The failed promise to repeal and replace Obamacare surely will affect the mood and enthusiasm of the Republican base heading toward 2018.
When the Gallup organisation asked Americans about the future of the Affordable Care Act recently, 30 per cent overall said they favoured "repeal and replace," but 70 per cent of Republicans supported that option.
GOP lawmakers will have left them empty-handed, perhaps disillusioned. That will energise Democrats even more in their quest to take control of the House in 2018.
The breakdown that has been on display over the past weeks also cannot help but bring more attention to divisions inside a Republican Party whose coalition has been reshaped by the rising voice of white working-class voters who helped put Trump in the Oval Office.
All parties have divisions, but what Republicans must reckon with is not simply a conflict between conservatives and moderate-conservatives, but differences rooted in potentially incompatible perceptions of government and Washington.
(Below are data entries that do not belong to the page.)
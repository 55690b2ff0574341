use std::sync::Arc;

use crate::{
    db::DbPool,
    events::EventSender,
    services::{
        analytics::AnalyticsService, expenses::ExpenseService, items::ItemService,
        orders::OrderService, organizations::OrganizationService, stats::StatsService,
        users::UserService,
    },
};

pub mod analytics;
pub mod auth;
pub mod expenses;
pub mod items;
pub mod orders;
pub mod organizations;
pub mod stats;
pub mod users;

/// The services shared by every HTTP handler.
#[derive(Clone)]
pub struct AppServices {
    pub organizations: Arc<OrganizationService>,
    pub users: Arc<UserService>,
    pub items: Arc<ItemService>,
    pub expenses: Arc<ExpenseService>,
    pub orders: Arc<OrderService>,
    pub stats: Arc<StatsService>,
    pub analytics: Arc<AnalyticsService>,
}

impl AppServices {
    pub fn new(db: Arc<DbPool>, event_sender: Arc<EventSender>) -> Self {
        Self {
            organizations: Arc::new(OrganizationService::new(
                db.clone(),
                Some(event_sender.clone()),
            )),
            users: Arc::new(UserService::new(db.clone(), Some(event_sender.clone()))),
            items: Arc::new(ItemService::new(db.clone(), Some(event_sender.clone()))),
            expenses: Arc::new(ExpenseService::new(db.clone(), Some(event_sender.clone()))),
            orders: Arc::new(OrderService::new(db.clone(), Some(event_sender))),
            stats: Arc::new(StatsService::new(db.clone())),
            analytics: Arc::new(AnalyticsService::new(db)),
        }
    }
}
The President spent today tweeting his frustrations, blaming Democrats and "a few Republicans" for what happened in the Senate.
"We will return!" he said in one tweet. "Stay tuned!" he said in another. Let Obamacare fail, he proclaimed.
Those are standard exhortations by the President, meant to shore up his supporters, but they carry no particular force with those in his party who have been doing the heavy legislative lifting.
Instead, those tweets underscored the futility of trying to make what happened on healthcare anything other than what it was: A self-inflicted wound by a party that succumbed to easy appeal of campaign slogans without doing the hard work of policymaking over the past seven years.
William Galston of the Brookings Institution noted that the healthcare debate showed anew that Republicans have not bridged the gap between campaigning and governing.
This has been a longtime problem for a party that is at best ambivalent about the federal government and at worst openly anti-government, at least rhetorically. This condition existed before Trump came on the scene. It has worsened because of his political success.
Trump's rise and his victory in the presidential campaign intensified a point of internal conflict for the Republicans, one that pits hardline, anti-government conservatives against many of those working-class voters who believe in the federal programmes that deliver services to them and don't want them eliminated.
"The Republican Party is grappling with the fact that conservative orthodoxy is one thing and populism is another," Galston said. "Populists are not anti-government. Populists are in favour of government that helps people like them."
The President's embrace of the Republican promise to repeal and replace the Affordable Care Act was and is incompatible with political views he often stated as a candidate.
He adopted the rhetoric of repeal and replace, but whenever he talked about healthcare policy, he did not sound like a conservative Republican. He wanted coverage for everyone. He didn't want to hurt people. He didn't want to make cuts to entitlement programmes, whether Medicare, Medicaid or Social Security.
What Trump espoused clashed with what conservative, small-government Republicans long had been preaching. In office, his ambivalence has been evident at virtually every turn in the debate. He complained about the House bill as too mean after publicly praising it. He wanted repeal and replace without any pain. He wanted a victory but could not engineer it.
Republicans have experienced two well-known lessons. Tackling big issues on a partisan basis is fraught with political risk. And once government benefits are extended to tens of millions of Americans, taking them away is as risky politically as it is substantively difficult.
After seven years of the Affordable Care Act, despite its flaws and weaknesses, Republicans were forced to concede that parts of the law were extremely popular. Trying to keep the good while fulfilling a promise to get rid of the measure called for legislative and policy gymnastics beyond their capability.